Ensuring correctness of communication in distributed systems remains challenging. To address this, Multiparty session types (MPST), initially introduced by Honda et al. [52, 53], offer a type discipline in which a programmer or architect specifies an overall view of communication as a global protocol (global type), and each distributed program is locally type-checked against its end-point projection. In practice, the MPST framework has been integrated into over 25 programming languages or tools. Ten years after the emergence of MPST, Scalas and Yoshida [84] discovered that existing proofs of type safety using end-point projection with mergeability are flawed, where the mergeability operator enlarges the typability of MPST end-point programs, admits easy implementation, and is more efficient than alternative approaches, including model checking. Nevertheless, following the result in [84], the soundness of end-point projection (with mergeability) has been interpreted in the literature as problematic. We clarify this concern by proposing a new general proof technique for type soundness (subject reduction) of multiparty session $π$-calculus, which relies on an association relation between the behavioural semantics of a global type and its end-point projection. With this approach, behavioural properties, namely session fidelity, deadlock freedom, and liveness, are also guaranteed based on global types. Additionally, we provide detailed comparisons with existing MPST typing systems and discuss their respective proof methods for type soundness.

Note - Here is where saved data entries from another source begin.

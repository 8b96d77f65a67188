//! Analysis pipeline.
//!
//! records -> validation -> graph -> {cycles, smurfing, shell chains}
//! -> legitimacy -> scoring -> report (+ projection)
//!
//! The three pattern detectors only read the graph. [`Pipeline::run`] runs
//! them one after another; [`Pipeline::run_concurrent`] runs them as parallel
//! blocking tasks on a shared `Arc` graph.

use crate::messages::{AnalysisInput, AnalysisOutput};
use crate::projection::GraphProjection;
use crate::report::{Analysis, AnalysisReport, Diagnostics};
use async_trait::async_trait;
use forensicflow_core::config::AnalysisConfig;
use forensicflow_core::error::{FlowError, Result};
use forensicflow_core::traits::BatchKernel;
use forensicflow_core::{domain::Domain, kernel::KernelMetadata, traits::AnalysisKernel};
use forensicflow_detect::cycles::CycleDetector;
use forensicflow_detect::legitimacy::LegitimacyFilter;
use forensicflow_detect::shell::ShellNetworkDetector;
use forensicflow_detect::smurfing::SmurfingDetector;
use forensicflow_detect::types::{CycleSearchResult, ShellChain, SmurfingPattern};
use forensicflow_graph::builder::GraphBuilder;
use forensicflow_graph::graph::TransactionGraph;
use forensicflow_graph::types::{Transaction, TransactionRecord};
use forensicflow_graph::validation::validate_records;
use forensicflow_scoring::scorer::SuspicionScorer;
use forensicflow_scoring::types::Detections;
use serde::{Deserialize, Serialize};
use std::fmt;
use std::sync::Arc;
use std::time::{Duration, Instant};
use tracing::{debug, info, info_span, warn};

// ============================================================================
// Progress Reporting
// ============================================================================

/// Pipeline stage.
#[derive(Debug, Clone, Copy, PartialEq, Eq, Hash, Serialize, Deserialize)]
#[serde(rename_all = "snake_case")]
pub enum Stage {
    /// Building the transfer graph.
    GraphConstruction,
    /// Cycle search.
    CycleDetection,
    /// Fan-in / fan-out detection.
    SmurfingDetection,
    /// Shell chain tracing.
    ShellDetection,
    /// Merchant / payroll recognition.
    LegitimacyFiltering,
    /// Score composition.
    Scoring,
    /// Report and projection assembly.
    Reporting,
    /// All stages finished.
    Complete,
}
//! LLM provider implementations for Quarry.
//!
//! The assistant talks to any OpenAI-compatible chat completions endpoint;
//! the `Provider` trait lives in `quarry-core` so the agent loop stays
//! backend-agnostic.

pub mod openai_compat;

pub use openai_compat::OpenAiCompatProvider;

use quarry_config::AppConfig;
use quarry_core::{Provider, ProviderError};
use std::sync::Arc;

/// Build the configured provider.
///
/// Fails when no API key is available — every supported backend requires
/// one, and a missing key would otherwise surface as a confusing 401 deep
/// inside the first turn.
pub fn from_config(config: &AppConfig) -> Result<Arc<dyn Provider>, ProviderError> {
    let api_key = config
        .llm
        .api_key
        .clone()
        .filter(|k| !k.is_empty())
        .ok_or_else(|| {
            ProviderError::NotConfigured(
                "no LLM API key — set llm.api_key or QUARRY_LLM_API_KEY".into(),
            )
        })?;

    Ok(Arc::new(OpenAiCompatProvider::new(
        "openai",
        &config.llm.api_url,
        api_key,
        std::time::Duration::from_secs(config.llm.request_timeout_secs),
    )))
}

翻译：分布式系统中通信正确性的保证仍具挑战性。为此，Honda等人[52,53]最初引入的多方会话类型（MPST）提供了一种类型规约，程序员或架构师可将通信的整体视图指定为全局协议（全局类型），而每个分布式程序则根据其端点投影进行本地类型检查。实践中，MPST框架已被集成到超过25种编程语言或工具中。在MPST出现十年后，Scalas与Yoshida[84]发现，现有使用带可合并性的端点投影的类型安全性证明存在缺陷——其中可合并性算子扩大了MPST端点程序的可类型化能力，易于实现，且比模型检测等替代方法更高效。然而，根据[84]的研究结果，端点投影（带可合并性）的可靠性在文献中被视为存在问题。我们通过提出一种新的多方会话π演算类型安全性（主题归约）通用证明技术来澄清这一疑虑，该技术依赖于全局类型行为语义与其端点投影之间的关联关系。采用该方法后，基于全局类型还可保证会话保真性、无死锁性及活性等行为性质。此外，我们详细比较了现有MPST类型系统，并讨论了各自用于类型安全性证明的方法。